Task description - Search the records for "over". Report every line where it occurs.
(Beginning of Records shown)
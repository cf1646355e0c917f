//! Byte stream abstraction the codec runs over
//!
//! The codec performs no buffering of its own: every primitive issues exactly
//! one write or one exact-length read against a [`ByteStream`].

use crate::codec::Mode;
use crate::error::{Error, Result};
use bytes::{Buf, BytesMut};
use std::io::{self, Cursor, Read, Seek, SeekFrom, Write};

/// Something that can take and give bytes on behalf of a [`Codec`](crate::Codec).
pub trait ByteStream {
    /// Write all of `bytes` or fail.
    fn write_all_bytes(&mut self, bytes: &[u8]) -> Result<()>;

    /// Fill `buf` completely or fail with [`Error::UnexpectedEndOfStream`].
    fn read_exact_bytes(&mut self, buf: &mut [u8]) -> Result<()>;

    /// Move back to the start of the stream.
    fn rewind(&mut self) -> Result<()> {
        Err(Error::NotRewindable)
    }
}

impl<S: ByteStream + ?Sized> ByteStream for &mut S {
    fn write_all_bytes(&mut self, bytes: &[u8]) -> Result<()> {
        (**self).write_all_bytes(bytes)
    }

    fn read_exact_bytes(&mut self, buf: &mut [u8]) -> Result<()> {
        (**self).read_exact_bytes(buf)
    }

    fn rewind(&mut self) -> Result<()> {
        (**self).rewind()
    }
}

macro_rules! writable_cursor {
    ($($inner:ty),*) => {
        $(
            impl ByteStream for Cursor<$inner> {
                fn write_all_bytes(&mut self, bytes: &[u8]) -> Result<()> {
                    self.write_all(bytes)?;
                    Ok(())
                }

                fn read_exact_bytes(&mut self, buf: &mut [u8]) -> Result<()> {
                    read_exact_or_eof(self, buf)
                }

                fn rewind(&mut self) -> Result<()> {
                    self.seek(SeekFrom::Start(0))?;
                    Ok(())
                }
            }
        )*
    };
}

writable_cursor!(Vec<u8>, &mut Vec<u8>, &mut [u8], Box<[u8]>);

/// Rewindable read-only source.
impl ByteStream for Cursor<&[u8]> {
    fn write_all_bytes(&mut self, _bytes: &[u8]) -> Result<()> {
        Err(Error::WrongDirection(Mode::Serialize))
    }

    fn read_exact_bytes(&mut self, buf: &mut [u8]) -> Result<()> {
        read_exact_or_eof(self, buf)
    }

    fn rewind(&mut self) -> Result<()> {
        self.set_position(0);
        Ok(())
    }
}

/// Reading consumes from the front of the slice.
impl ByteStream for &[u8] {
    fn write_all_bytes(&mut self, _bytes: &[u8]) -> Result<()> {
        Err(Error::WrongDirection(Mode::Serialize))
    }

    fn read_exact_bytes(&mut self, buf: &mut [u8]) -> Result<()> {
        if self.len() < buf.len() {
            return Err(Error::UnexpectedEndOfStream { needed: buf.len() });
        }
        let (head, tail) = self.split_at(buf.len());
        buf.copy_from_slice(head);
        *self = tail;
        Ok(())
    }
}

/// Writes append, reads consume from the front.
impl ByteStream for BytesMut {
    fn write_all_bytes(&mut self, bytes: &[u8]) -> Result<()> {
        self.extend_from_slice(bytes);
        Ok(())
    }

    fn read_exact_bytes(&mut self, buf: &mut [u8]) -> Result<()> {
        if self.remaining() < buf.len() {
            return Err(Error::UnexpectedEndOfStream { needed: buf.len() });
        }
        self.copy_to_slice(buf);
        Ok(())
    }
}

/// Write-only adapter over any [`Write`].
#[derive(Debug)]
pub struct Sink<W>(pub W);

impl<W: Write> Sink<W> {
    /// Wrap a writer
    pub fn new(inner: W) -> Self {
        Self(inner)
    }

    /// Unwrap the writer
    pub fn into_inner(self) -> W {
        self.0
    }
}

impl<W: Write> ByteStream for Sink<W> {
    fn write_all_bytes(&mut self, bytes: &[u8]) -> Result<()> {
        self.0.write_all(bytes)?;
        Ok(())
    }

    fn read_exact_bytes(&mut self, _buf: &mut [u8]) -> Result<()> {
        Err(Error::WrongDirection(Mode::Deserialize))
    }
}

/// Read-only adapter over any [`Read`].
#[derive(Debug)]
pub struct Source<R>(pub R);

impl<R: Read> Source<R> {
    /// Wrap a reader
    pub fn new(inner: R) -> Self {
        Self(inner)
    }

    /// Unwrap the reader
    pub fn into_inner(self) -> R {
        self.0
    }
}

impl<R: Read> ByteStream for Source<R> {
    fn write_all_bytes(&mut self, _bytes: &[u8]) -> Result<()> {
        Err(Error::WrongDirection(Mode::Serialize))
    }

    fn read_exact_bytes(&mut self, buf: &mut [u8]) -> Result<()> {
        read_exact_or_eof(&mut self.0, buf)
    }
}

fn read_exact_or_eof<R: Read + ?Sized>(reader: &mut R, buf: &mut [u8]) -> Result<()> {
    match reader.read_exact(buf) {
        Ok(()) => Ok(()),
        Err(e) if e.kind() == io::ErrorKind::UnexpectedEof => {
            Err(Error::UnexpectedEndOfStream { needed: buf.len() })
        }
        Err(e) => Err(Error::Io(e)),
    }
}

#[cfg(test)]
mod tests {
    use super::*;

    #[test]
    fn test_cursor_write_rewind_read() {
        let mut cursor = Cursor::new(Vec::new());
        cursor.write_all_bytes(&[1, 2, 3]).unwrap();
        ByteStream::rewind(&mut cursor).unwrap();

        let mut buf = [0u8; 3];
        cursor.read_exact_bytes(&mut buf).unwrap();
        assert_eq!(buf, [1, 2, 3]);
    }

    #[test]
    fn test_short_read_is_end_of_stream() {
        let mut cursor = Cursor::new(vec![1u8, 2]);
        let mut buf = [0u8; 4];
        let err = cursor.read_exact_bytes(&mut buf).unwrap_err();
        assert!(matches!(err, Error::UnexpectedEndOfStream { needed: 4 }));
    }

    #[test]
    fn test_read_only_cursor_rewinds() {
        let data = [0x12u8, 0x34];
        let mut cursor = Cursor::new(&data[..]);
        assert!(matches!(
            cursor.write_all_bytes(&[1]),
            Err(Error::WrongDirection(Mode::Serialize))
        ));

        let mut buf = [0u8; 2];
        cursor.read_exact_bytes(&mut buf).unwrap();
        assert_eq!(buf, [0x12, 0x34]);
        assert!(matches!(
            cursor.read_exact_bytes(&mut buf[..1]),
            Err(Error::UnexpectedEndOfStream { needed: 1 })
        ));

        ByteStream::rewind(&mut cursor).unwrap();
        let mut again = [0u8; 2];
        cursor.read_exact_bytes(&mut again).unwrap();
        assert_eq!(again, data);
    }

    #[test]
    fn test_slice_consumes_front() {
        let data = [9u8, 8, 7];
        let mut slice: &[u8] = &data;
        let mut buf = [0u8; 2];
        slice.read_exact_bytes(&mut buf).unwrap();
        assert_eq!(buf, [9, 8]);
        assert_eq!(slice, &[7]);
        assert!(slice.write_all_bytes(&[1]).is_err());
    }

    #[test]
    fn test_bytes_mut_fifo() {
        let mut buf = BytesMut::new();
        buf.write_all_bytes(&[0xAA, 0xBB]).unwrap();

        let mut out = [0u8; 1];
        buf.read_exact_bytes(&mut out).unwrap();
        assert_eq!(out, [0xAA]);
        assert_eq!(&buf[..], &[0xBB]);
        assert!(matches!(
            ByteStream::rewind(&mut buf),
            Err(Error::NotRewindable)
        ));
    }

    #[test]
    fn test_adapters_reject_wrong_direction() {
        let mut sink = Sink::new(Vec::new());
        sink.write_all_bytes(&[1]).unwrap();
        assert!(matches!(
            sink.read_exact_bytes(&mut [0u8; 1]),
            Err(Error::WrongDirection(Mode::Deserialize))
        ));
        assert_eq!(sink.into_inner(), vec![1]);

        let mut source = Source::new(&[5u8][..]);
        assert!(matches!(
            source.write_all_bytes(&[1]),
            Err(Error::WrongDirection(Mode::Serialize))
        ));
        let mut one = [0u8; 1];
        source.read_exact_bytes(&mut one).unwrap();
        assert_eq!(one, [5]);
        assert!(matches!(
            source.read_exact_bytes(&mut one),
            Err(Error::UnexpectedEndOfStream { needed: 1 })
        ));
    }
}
(End of Records shown)
Written response -
//! Byte stream abstraction the codec runs over
/// Write-only adapter over any [`Write`].
/// Read-only adapter over any [`Read`].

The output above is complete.